Blogger’s Lament – The Ultimate Sacrifice for Freedom
Last week, a Syrian blogger and citizen journalist, by the name of Rami al-Said paid the ultimate price; he was killed by the military forces of despotic dictator, war criminal, and disgusting excuse for a human being, Bashar Assad.
Rami al-Said was reporting from the Syrian city of Homs – which as most of us know by now – is being pounded to rubble by a mad dictator’s army. Rami al-Said refused to leave, and instead chose to report on the genocide that was taking place.
One of Rami al-Said’s last posts on his Facebook page stated,
“”Baba Amro [a suburb of Homs] is being wiped out now, complete genocide, I don’t want you to tell us our hearts are with you because I know that, I want projects everywhere inside and outside I want everyone to go out in front of the embassies in al…l countries everywhere because we are soon to be nothing, there will be no more Baba Amr – I expect this is a final letter to you and we will not forgive you.”"
People have an instinctive fear of harm, injury, violence, and death. It’s part of our sense of self-preservation – that intrinsic, evolutionary urge to stay alive and stay out of harm’s way.
But every so often, human beings set aside that sense of self-preservation; their anger and indignation at an injustice overcomes their most basic fears (or at least pushes it to one side); and individuals and groups refuse to run away. They stand, and by the gods, they fight back.
History is full of such deeply heroic people. Whether they be poorly armed resistance fighters in various occupied countries during Europe’s darkest days under the tyranny of Nazism; or young Hungarian teenagers facing tanks from the Soviet Red Army in 1956; or unarmed citizens in China’s Tiananmen Square in 1989 – there is an indomitable spirit that refuses to bow down and surrender.
I don’t know what it must feel like to experience such a sense of self that confronts bombs, bullets, torture, and death. Living in a comfortable, peaceful, existence here in New Zealand, it is an utterly alien concept to me. I can’t even begin to guess at how and why such ordinary, heroic, people can set aside their fear of death to stand up to bullies who can bomb a city into dust.
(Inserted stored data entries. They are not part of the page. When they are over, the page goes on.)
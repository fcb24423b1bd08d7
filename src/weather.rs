use anyhow::{Context, Result};
use log::warn;
use serde::{Deserialize, Serialize};

const FORECAST_URL: &str = "https://api.open-meteo.com/v1/forecast";
const REVERSE_GEOCODE_URL: &str = "https://api.bigdatacloud.net/data/reverse-geocode-client";

#[derive(Debug, Clone, Serialize, PartialEq)]
#[serde(rename_all = "camelCase")]
pub struct WeatherData {
    pub temp: f32,
    pub description: String,
    pub city: String,
}

/// What the header shows when geolocation or either fetch fails.
pub fn fallback() -> WeatherData {
    WeatherData {
        temp: 20.0,
        description: "Clear".to_string(),
        city: "Unknown".to_string(),
    }
}

/// WMO weather interpretation codes as reported by Open-Meteo. Anything
/// unrecognized reads as clear sky.
pub fn describe_weather_code(code: u32) -> &'static str {
    match code {
        0 => "Clear",
        1 => "Mainly Clear",
        2 => "Partly Cloudy",
        3 => "Overcast",
        45 | 48 => "Foggy",
        51 => "Light Drizzle",
        53 => "Drizzle",
        55 => "Heavy Drizzle",
        61 => "Light Rain",
        63 => "Rain",
        65 => "Heavy Rain",
        71 => "Light Snow",
        73 => "Snow",
        75 => "Heavy Snow",
        95 | 96 | 99 => "Thunderstorm",
        _ => "Clear",
    }
}

#[derive(Debug, Deserialize)]
struct ForecastResponse {
    current_weather: CurrentWeather,
}

#[derive(Debug, Deserialize)]
struct CurrentWeather {
    temperature: f32,
    weathercode: u32,
}

#[derive(Debug, Deserialize)]
struct ReverseGeocodeResponse {
    #[serde(default)]
    city: String,
    #[serde(default)]
    locality: String,
}

/// Two-step weather lookup: current conditions from Open-Meteo, then a
/// reverse geocode for the city name. Coordinates come from the webview's
/// geolocation API.
pub struct WeatherService {
    client: reqwest::Client,
}

impl WeatherService {
    pub fn new() -> Self {
        Self {
            client: reqwest::Client::new(),
        }
    }

    /// Never fails: any error in either step yields the fixed fallback.
    pub async fn fetch(&self, latitude: f64, longitude: f64) -> WeatherData {
        match self.try_fetch(latitude, longitude).await {
            Ok(weather) => weather,
            Err(err) => {
                warn!("Weather fetch failed, using fallback: {:#}", err);
                fallback()
            }
        }
    }

    async fn try_fetch(&self, latitude: f64, longitude: f64) -> Result<WeatherData> {
        let forecast: ForecastResponse = self
            .client
            .get(FORECAST_URL)
            .query(&[
                ("latitude", latitude.to_string()),
                ("longitude", longitude.to_string()),
                ("current_weather", "true".to_string()),
            ])
            .send()
            .await
            .context("forecast request failed")?
            .error_for_status()
            .context("forecast request was rejected")?
            .json()
            .await
            .context("forecast response was not valid JSON")?;

        let place: ReverseGeocodeResponse = self
            .client
            .get(REVERSE_GEOCODE_URL)
            .query(&[
                ("latitude", latitude.to_string()),
                ("longitude", longitude.to_string()),
                ("localityLanguage", "en".to_string()),
            ])
            .send()
            .await
            .context("reverse geocode request failed")?
            .error_for_status()
            .context("reverse geocode request was rejected")?
            .json()
            .await
            .context("reverse geocode response was not valid JSON")?;

        let city = if !place.city.is_empty() {
            place.city
        } else if !place.locality.is_empty() {
            place.locality
        } else {
            "Unknown".to_string()
        };

        Ok(WeatherData {
            temp: forecast.current_weather.temperature,
            description: describe_weather_code(forecast.current_weather.weathercode).to_string(),
            city,
        })
    }
}

impl Default for WeatherService {
    fn default() -> Self {
        Self::new()
    }
}
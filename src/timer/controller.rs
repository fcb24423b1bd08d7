use std::{sync::Arc, time::Duration};

use anyhow::{anyhow, Result};
use log::info;
use serde::Serialize;
use tokio::{sync::Mutex, task::JoinHandle, time};
use uuid::Uuid;

use crate::{
    events::{self, emit_payload, EventSink, Toast},
    settings::SettingsStore,
};

use super::{
    format_countdown, BreakLength, FocusMode, SessionTimer, TickOutcome, DISCONNECTION_SECS,
    POMODORO_SECS,
};

/// How long the movement feedback flag stays up after the last detected
/// pointer/keyboard event.
const MOVEMENT_FLASH: Duration = Duration::from_secs(1);

#[derive(Debug, Serialize, Clone)]
#[serde(rename_all = "camelCase")]
pub struct FocusSnapshot {
    pub mode: FocusMode,
    pub session_id: Option<String>,
    pub duration_secs: u32,
    pub remaining_secs: u32,
    pub progress_percent: f64,
    pub is_active: bool,
    pub display_time: String,
    pub break_length: Option<BreakLength>,
    pub has_recent_movement: bool,
}

#[derive(Serialize, Clone)]
#[serde(rename_all = "camelCase")]
struct SessionCompletedEvent {
    session_id: String,
    mode: FocusMode,
}

#[derive(Default)]
struct FocusState {
    mode: FocusMode,
    session_id: Option<String>,
    timer: Option<SessionTimer>,
    break_length: Option<BreakLength>,
    has_recent_movement: bool,
}

impl FocusState {
    fn snapshot(&self) -> FocusSnapshot {
        match &self.timer {
            Some(timer) => FocusSnapshot {
                mode: self.mode,
                session_id: self.session_id.clone(),
                duration_secs: timer.duration_secs,
                remaining_secs: timer.remaining_secs,
                progress_percent: timer.progress_percent(),
                is_active: timer.is_active,
                display_time: format_countdown(timer.remaining_secs),
                break_length: self.break_length,
                has_recent_movement: self.has_recent_movement,
            },
            None => FocusSnapshot {
                mode: self.mode,
                session_id: None,
                duration_secs: 0,
                remaining_secs: 0,
                progress_percent: 0.0,
                is_active: false,
                display_time: format_countdown(0),
                break_length: None,
                has_recent_movement: false,
            },
        }
    }

    fn begin(&mut self, mode: FocusMode, duration_secs: u32) -> String {
        let session_id = Uuid::new_v4().to_string();
        self.mode = mode;
        self.session_id = Some(session_id.clone());
        self.timer = Some(SessionTimer::new(duration_secs, true));
        self.break_length = None;
        self.has_recent_movement = false;
        session_id
    }

    fn clear(&mut self) {
        *self = Self::default();
    }
}

/// The Idle / Pomodoro / Break / Disconnection state machine. Owns the single
/// active `SessionTimer` and the one-second ticker task driving it.
#[derive(Clone)]
pub struct FocusController {
    state: Arc<Mutex<FocusState>>,
    settings: Arc<SettingsStore>,
    events: Arc<dyn EventSink>,
    ticker: Arc<Mutex<Option<JoinHandle<()>>>>,
    movement_flash: Arc<Mutex<Option<JoinHandle<()>>>>,
    tick_interval: Duration,
}
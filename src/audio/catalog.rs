use rodio::Source;
use serde::Serialize;

use super::{forest::ForestAmbience, rain::SoftRain, waves::OceanWaves};

/// One selectable ambient sound. The order of `SOUND_OPTIONS` is the display
/// order; the first entry is the default selection.
#[derive(Debug, Clone, Copy, Serialize, PartialEq, Eq)]
#[serde(rename_all = "camelCase")]
pub struct SoundOption {
    pub id: &'static str,
    pub name: &'static str,
    pub icon: &'static str,
}

pub const SOUND_OPTIONS: &[SoundOption] = &[
    SoundOption {
        id: "soft-rain",
        name: "Soft Rain",
        icon: "🌧️",
    },
    SoundOption {
        id: "ocean-waves",
        name: "Ocean Waves",
        icon: "🌊",
    },
    SoundOption {
        id: "forest-ambience",
        name: "Forest Ambience",
        icon: "🌳",
    },
];

pub fn default_sound() -> &'static SoundOption {
    &SOUND_OPTIONS[0]
}

pub fn find(id: &str) -> Option<&'static SoundOption> {
    SOUND_OPTIONS.iter().find(|option| option.id == id)
}

/// Every catalog entry resolves to an infinite synthesized source; there are
/// no bundled audio files.
pub fn build_source(id: &str) -> Box<dyn Source<Item = f32> + Send> {
    match id {
        "ocean-waves" => Box::new(OceanWaves::new()),
        "forest-ambience" => Box::new(ForestAmbience::new()),
        _ => Box::new(SoftRain::new()),
    }
}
But I can – and do - feel a deep abiding respect and admiration for people like Rami al-Said, who died when he could have escaped Homs; and whose only “fault” was being there, and reporting to the outside world what crimes were being committed against ordinary men, women, and children.
1986 – 2012
Blogger & Citizen Journalist
Husband & Father
- One of the good guys -
Rest assured, Rami – one day Syria will be free. Your death – and those of your fellow Syrians – will not have been in vain.